_STORED DATA_
----------------------------------------

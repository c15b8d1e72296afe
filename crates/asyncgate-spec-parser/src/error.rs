use serde::Serialize;
use thiserror::Error;

/// Errors produced during spec parsing (E1000–E1004).
#[derive(Debug, Error)]
pub enum ParseError {
    /// E1001: Not an AsyncAPI 2.x document.
    #[error("not a valid AsyncAPI 2.x document: {0}")]
    UnsupportedFormat(String),

    /// E1002: YAML/JSON parse error.
    #[error("parse error: {0}")]
    Syntax(String),

    /// E1003: Unresolved $ref.
    #[error("unresolved $ref: {0}")]
    UnresolvedRef(String),

    /// E1004: The document failed structural validation.
    #[error("There were errors validating the AsyncAPI document.")]
    Validation { issues: Vec<ValidationIssue> },

    /// I/O error reading the spec file.
    #[error("I/O error: {0}")]
    Io(#[from] std::io::Error),
}

impl ParseError {
    /// Stable diagnostic code for this error.
    pub fn code(&self) -> &'static str {
        match self {
            ParseError::Io(_) => "E1000",
            ParseError::UnsupportedFormat(_) => "E1001",
            ParseError::Syntax(_) => "E1002",
            ParseError::UnresolvedRef(_) => "E1003",
            ParseError::Validation { .. } => "E1004",
        }
    }

    /// Validation issues, if this is a document validation failure.
    pub fn issues(&self) -> &[ValidationIssue] {
        match self {
            ParseError::Validation { issues } => issues,
            _ => &[],
        }
    }
}

/// A single structural problem found in a document.
#[derive(Debug, Clone, PartialEq, Eq, Serialize)]
pub struct ValidationIssue {
    /// JSON pointer to the offending node (e.g. "/channels/light~1measured").
    pub location: String,
    pub message: String,
}

impl ValidationIssue {
    pub fn new(location: impl Into<String>, message: impl Into<String>) -> Self {
        Self {
            location: location.into(),
            message: message.into(),
        }
    }
}

impl std::fmt::Display for ValidationIssue {
    fn fmt(&self, f: &mut std::fmt::Formatter<'_>) -> std::fmt::Result {
        write!(f, "{}: {}", self.location, self.message)
    }
}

----------------------------------------

_INSTRUCTIONS FOR THE TASK_
From the first line of the listing above to the line that contains "the spec file.", inclusive, restate every line word for word. Nothing else belongs in the answer.

_SOLUTION FOR THIS PROBLEM_
repository c15b8d1e72296afe
filename crates/asyncgate-spec-parser/src/error.rs
use serde::Serialize;
use thiserror::Error;

/// Errors produced during spec parsing (E1000–E1004).
#[derive(Debug, Error)]
pub enum ParseError {
    /// E1001: Not an AsyncAPI 2.x document.
    #[error("not a valid AsyncAPI 2.x document: {0}")]
    UnsupportedFormat(String),

    /// E1002: YAML/JSON parse error.
    #[error("parse error: {0}")]
    Syntax(String),

    /// E1003: Unresolved $ref.
    #[error("unresolved $ref: {0}")]
    UnresolvedRef(String),

    /// E1004: The document failed structural validation.
    #[error("There were errors validating the AsyncAPI document.")]
    Validation { issues: Vec<ValidationIssue> },

    /// I/O error reading the spec file.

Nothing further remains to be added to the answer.